My late father took new Year especially seriously. He paid all his outstanding bills, (if only….) made up any disagreements he may have had, tied up the loose ends of the old year; he even made sure that he had a haircut and trimmed his nails! He used to open the back door at a moment before midnight to see off the old year, and then knock on the front door as Big Ben chimed to bring in the New, after which he always delighted in rather a raucous rendition of the old Scots song “A gude New Year tae one and a’, and mony may ye see; And during a’ the year tae come, O happy may ye be….” And despite my 32 years in England by comparison with 20 in Scotland, I still preserve the Scots’ rather mawkish sentimentality with regard to Hogmanay. (So often disguised – by others north of the Border – beneath a sea of whisky which also helpfully obliterates life until about the 3rd of January!)

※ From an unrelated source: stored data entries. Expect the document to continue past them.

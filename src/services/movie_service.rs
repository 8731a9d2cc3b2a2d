use crate::models::movie::{Movie, MovieCreateRequest, MovieStatus, MovieUpdateRequest};
use crate::utils::error::{AppError, AppResult};
use sqlx::MySqlPool;
use validator::Validate;

const MOVIE_COLUMNS: &str =
    "id, title, synopsis, genre, language, duration, release_date, rating, status, is_active";

#[derive(Clone)]
pub struct MovieService {
    pool: MySqlPool,
}

impl MovieService {
    pub fn new(pool: MySqlPool) -> Self {
        MovieService { pool }
    }

    pub async fn create_movie(&self, request: MovieCreateRequest) -> AppResult<Movie> {
        request.validate()?;

        let status = request.status.unwrap_or(MovieStatus::NowPlaying);
        let result = sqlx::query(
            "INSERT INTO movies (title, synopsis, genre, language, duration, release_date, status) \
             VALUES (?, ?, ?, ?, ?, ?, ?)",
        )
        .bind(&request.title)
        .bind(&request.synopsis)
        .bind(&request.genre)
        .bind(&request.language)
        .bind(request.duration)
        .bind(request.release_date)
        .bind(status)
        .execute(&self.pool)
        .await?;

        self.get_movie(result.last_insert_id() as i32).await
    }

    pub async fn get_movie(&self, movie_id: i32) -> AppResult<Movie> {
        let sql = format!("SELECT {} FROM movies WHERE id = ?", MOVIE_COLUMNS);
        sqlx::query_as::<_, Movie>(&sql)
            .bind(movie_id)
            .fetch_optional(&self.pool)
            .await?
            .ok_or_else(|| AppError::NotFound("Movie not found".into()))
    }

    pub async fn get_all_movies(
        &self,
        status: Option<MovieStatus>,
        skip: i64,
        limit: i64,
    ) -> AppResult<Vec<Movie>> {
        let movies = match status {
            Some(status) => {
                let sql = format!(
                    "SELECT {} FROM movies WHERE status = ? AND is_active = TRUE \
                     ORDER BY release_date DESC LIMIT ? OFFSET ?",
                    MOVIE_COLUMNS
                );
                sqlx::query_as::<_, Movie>(&sql)
                    .bind(status)
                    .bind(limit)
                    .bind(skip)
                    .fetch_all(&self.pool)
                    .await?
            }
            None => {
                let sql = format!(
                    "SELECT {} FROM movies WHERE is_active = TRUE \
                     ORDER BY release_date DESC LIMIT ? OFFSET ?",
                    MOVIE_COLUMNS
                );
                sqlx::query_as::<_, Movie>(&sql)
                    .bind(limit)
                    .bind(skip)
                    .fetch_all(&self.pool)
                    .await?
            }
        };
        Ok(movies)
    }

    pub async fn update_movie(&self, movie_id: i32, request: MovieUpdateRequest) -> AppResult<Movie> {
        request.validate()?;

        // COALESCE keeps unspecified fields at their current value.
        let result = sqlx::query(
            "UPDATE movies SET \
             title = COALESCE(?, title), \
             synopsis = COALESCE(?, synopsis), \
             genre = COALESCE(?, genre), \
             language = COALESCE(?, language), \
             duration = COALESCE(?, duration), \
             release_date = COALESCE(?, release_date), \
             status = COALESCE(?, status) \
             WHERE id = ?",
        )
        .bind(&request.title)
        .bind(&request.synopsis)
        .bind(&request.genre)
        .bind(&request.language)
        .bind(request.duration)
        .bind(request.release_date)
        .bind(request.status)
        .bind(movie_id)
        .execute(&self.pool)
        .await?;

        if result.rows_affected() == 0 {
            // Could also be an update to identical values; confirm existence.
            return self.get_movie(movie_id).await;
        }
        self.get_movie(movie_id).await
    }

    /// Soft delete: hides the movie while showtime and booking history stays
    /// intact.
    pub async fn delete_movie(&self, movie_id: i32) -> AppResult<()> {
        let result = sqlx::query("UPDATE movies SET is_active = FALSE WHERE id = ?")
            .bind(movie_id)
            .execute(&self.pool)
            .await?;
        if result.rows_affected() == 0 {
            self.get_movie(movie_id).await?;
        }
        Ok(())
    }
}
use crate::models::user::{
    RegisterResponse, UserLoginRequest, UserLoginResponse, UserRegistrationRequest, UserResponse,
};
use crate::routes::page;
use crate::services::user_service::UserService;
use crate::utils::error::AppError;
use crate::utils::jwt::{AdminUser, AuthenticatedUser};
use crate::utils::rate_limit::{LoginThrottle, RegisterThrottle};
use rocket::serde::json::Json;
use rocket::State;
use rocket_okapi::openapi;

/// Register a new user
#[openapi(tag = "Users")]
#[post("/register", format = "json", data = "<request>")]
pub async fn register(
    request: Json<UserRegistrationRequest>,
    _throttle: RegisterThrottle,
    user_service: &State<UserService>,
) -> Result<Json<RegisterResponse>, AppError> {
    let user_id = user_service.register_user(request.into_inner()).await?;
    Ok(Json(RegisterResponse {
        user_id,
        status: "success".to_string(),
    }))
}

/// Login with email and password
#[openapi(tag = "Users")]
#[post("/login", format = "json", data = "<request>")]
pub async fn login(
    request: Json<UserLoginRequest>,
    _throttle: LoginThrottle,
    user_service: &State<UserService>,
) -> Result<Json<UserLoginResponse>, AppError> {
    let response = user_service.login_user(request.into_inner()).await?;
    Ok(Json(response))
}

/// Profile of the authenticated user
#[openapi(tag = "Users")]
#[get("/users/me")]
pub async fn me(auth: AuthenticatedUser) -> Json<UserResponse> {
    Json(auth.user.into())
}

/// List all users (admin)
#[openapi(tag = "Users")]
#[get("/users?<skip>&<limit>")]
pub async fn list_users(
    skip: Option<i64>,
    limit: Option<i64>,
    _admin: AdminUser,
    user_service: &State<UserService>,
) -> Result<Json<Vec<UserResponse>>, AppError> {
    let (skip, limit) = page(skip, limit);
    let users = user_service.get_all_users(skip, limit).await?;
    Ok(Json(users.into_iter().map(UserResponse::from).collect()))
}

/// Activate or deactivate an account (admin)
#[openapi(tag = "Users")]
#[put("/users/<user_id>/active?<active>")]
pub async fn set_user_active(
    user_id: i32,
    active: bool,
    _admin: AdminUser,
    user_service: &State<UserService>,
) -> Result<Json<UserResponse>, AppError> {
    let user = user_service.set_user_active(user_id, active).await?;
    Ok(Json(user.into()))
}
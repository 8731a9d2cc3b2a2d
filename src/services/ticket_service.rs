use crate::models::booking::Ticket;
use crate::utils::error::{AppError, AppResult};
use sqlx::MySqlPool;

const TICKET_COLUMNS: &str = "id, booking_id, seat_id, category, price, is_used";

#[derive(Clone)]
pub struct TicketService {
    pool: MySqlPool,
}

impl TicketService {
    pub fn new(pool: MySqlPool) -> Self {
        TicketService { pool }
    }

    pub async fn get_ticket(&self, ticket_id: i32) -> AppResult<Ticket> {
        let sql = format!("SELECT {} FROM tickets WHERE id = ?", TICKET_COLUMNS);
        sqlx::query_as::<_, Ticket>(&sql)
            .bind(ticket_id)
            .fetch_optional(&self.pool)
            .await?
            .ok_or_else(|| AppError::NotFound("Ticket not found".into()))
    }

    pub async fn get_booking_tickets(&self, booking_id: i32) -> AppResult<Vec<Ticket>> {
        let sql = format!("SELECT {} FROM tickets WHERE booking_id = ?", TICKET_COLUMNS);
        Ok(sqlx::query_as::<_, Ticket>(&sql)
            .bind(booking_id)
            .fetch_all(&self.pool)
            .await?)
    }

    /// One-way admission latch. The conditional update makes concurrent
    /// check-ins race-free: the second caller sees zero affected rows and
    /// gets `AlreadyUsed` rather than a silent success.
    pub async fn mark_ticket_used(&self, ticket_id: i32) -> AppResult<Ticket> {
        let result = sqlx::query("UPDATE tickets SET is_used = TRUE WHERE id = ? AND is_used = FALSE")
            .bind(ticket_id)
            .execute(&self.pool)
            .await?;

        if result.rows_affected() == 0 {
            // Distinguish a missing ticket from a double check-in.
            let ticket = self.get_ticket(ticket_id).await?;
            if ticket.is_used {
                log::warn!("ticket {} presented twice at admission", ticket_id);
                return Err(AppError::AlreadyUsed);
            }
            return Err(AppError::DatabaseError("Ticket update affected no rows".into()));
        }

        self.get_ticket(ticket_id).await
    }
}
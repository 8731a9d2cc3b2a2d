use crate::models::cinema::{Cinema, CinemaCreateRequest, Screen, ScreenCreateRequest};
use crate::utils::error::{AppError, AppResult};
use sqlx::MySqlPool;
use validator::Validate;

const CINEMA_COLUMNS: &str = "id, name, city, location, phone, email, is_active";
const SCREEN_COLUMNS: &str = "id, cinema_id, screen_number, total_seats, screen_type, is_active";

#[derive(Clone)]
pub struct CinemaService {
    pool: MySqlPool,
}

impl CinemaService {
    pub fn new(pool: MySqlPool) -> Self {
        CinemaService { pool }
    }

    pub async fn create_cinema(&self, request: CinemaCreateRequest) -> AppResult<Cinema> {
        request.validate()?;

        let result = sqlx::query(
            "INSERT INTO cinemas (name, city, location, phone, email) VALUES (?, ?, ?, ?, ?)",
        )
        .bind(&request.name)
        .bind(&request.city)
        .bind(&request.location)
        .bind(&request.phone)
        .bind(&request.email)
        .execute(&self.pool)
        .await?;

        self.get_cinema(result.last_insert_id() as i32).await
    }

    pub async fn get_cinema(&self, cinema_id: i32) -> AppResult<Cinema> {
        let sql = format!("SELECT {} FROM cinemas WHERE id = ?", CINEMA_COLUMNS);
        sqlx::query_as::<_, Cinema>(&sql)
            .bind(cinema_id)
            .fetch_optional(&self.pool)
            .await?
            .ok_or_else(|| AppError::NotFound("Cinema not found".into()))
    }

    pub async fn get_all_cinemas(
        &self,
        city: Option<String>,
        skip: i64,
        limit: i64,
    ) -> AppResult<Vec<Cinema>> {
        let cinemas = match city {
            Some(city) => {
                let sql = format!(
                    "SELECT {} FROM cinemas WHERE city = ? AND is_active = TRUE ORDER BY name LIMIT ? OFFSET ?",
                    CINEMA_COLUMNS
                );
                sqlx::query_as::<_, Cinema>(&sql)
                    .bind(city)
                    .bind(limit)
                    .bind(skip)
                    .fetch_all(&self.pool)
                    .await?
            }
            None => {
                let sql = format!(
                    "SELECT {} FROM cinemas WHERE is_active = TRUE ORDER BY name LIMIT ? OFFSET ?",
                    CINEMA_COLUMNS
                );
                sqlx::query_as::<_, Cinema>(&sql)
                    .bind(limit)
                    .bind(skip)
                    .fetch_all(&self.pool)
                    .await?
            }
        };
        Ok(cinemas)
    }

    pub async fn delete_cinema(&self, cinema_id: i32) -> AppResult<()> {
        let result = sqlx::query("UPDATE cinemas SET is_active = FALSE WHERE id = ?")
            .bind(cinema_id)
            .execute(&self.pool)
            .await?;
        if result.rows_affected() == 0 {
            self.get_cinema(cinema_id).await?;
        }
        Ok(())
    }

    pub async fn create_screen(&self, request: ScreenCreateRequest) -> AppResult<Screen> {
        request.validate()?;
        self.get_cinema(request.cinema_id).await?;

        let result = sqlx::query(
            "INSERT INTO screens (cinema_id, screen_number, total_seats, screen_type) VALUES (?, ?, ?, ?)",
        )
        .bind(request.cinema_id)
        .bind(request.screen_number)
        .bind(request.total_seats)
        .bind(&request.screen_type)
        .execute(&self.pool)
        .await
        .map_err(|e| match &e {
            sqlx::Error::Database(db) if db.is_unique_violation() => {
                AppError::Conflict("Screen number already exists in this cinema".into())
            }
            _ => AppError::from(e),
        })?;

        self.get_screen(result.last_insert_id() as i32).await
    }

    pub async fn get_screen(&self, screen_id: i32) -> AppResult<Screen> {
        let sql = format!("SELECT {} FROM screens WHERE id = ?", SCREEN_COLUMNS);
        sqlx::query_as::<_, Screen>(&sql)
            .bind(screen_id)
            .fetch_optional(&self.pool)
            .await?
            .ok_or_else(|| AppError::NotFound("Screen not found".into()))
    }

    pub async fn get_cinema_screens(&self, cinema_id: i32) -> AppResult<Vec<Screen>> {
        let sql = format!(
            "SELECT {} FROM screens WHERE cinema_id = ? ORDER BY screen_number",
            SCREEN_COLUMNS
        );
        Ok(sqlx::query_as::<_, Screen>(&sql)
            .bind(cinema_id)
            .fetch_all(&self.pool)
            .await?)
    }
}
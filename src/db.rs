use sqlx::mysql::{MySqlPool, MySqlPoolOptions};
use std::time::Duration;

/// Owns the MySQL connection pool shared by every service.
pub struct Database {
    pub pool: MySqlPool,
}

impl Database {
    // Connects eagerly; a bad DATABASE_URL fails the launch, not the first
    // request.
    pub async fn new(database_url: &str) -> Result<Self, sqlx::Error> {
        let pool = MySqlPoolOptions::new()
            .max_connections(10)
            .acquire_timeout(Duration::from_secs(3))
            .connect(database_url)
            .await?;

        Ok(Database { pool })
    }
}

I ponder the ups and downs of the last 12 months – of which there have been a fair few – and try to map out where my life will take me over the next 12 months. It’s been a political helter-skelter both nationally and internationally, which shows no sign of abating. I was horrified by the assassination of Benazir Bhutto, who I knew slightly in Oxford, and fear for its consequences both for Pakistan and the Middle East as a whole, and I am already looking forward to returning to that political hothouse in Westminster next Monday.
Exciting times lie ahead of us; but through all of it, I hope that your 2008 will be Happy, Healthy, Prosperous and Safe.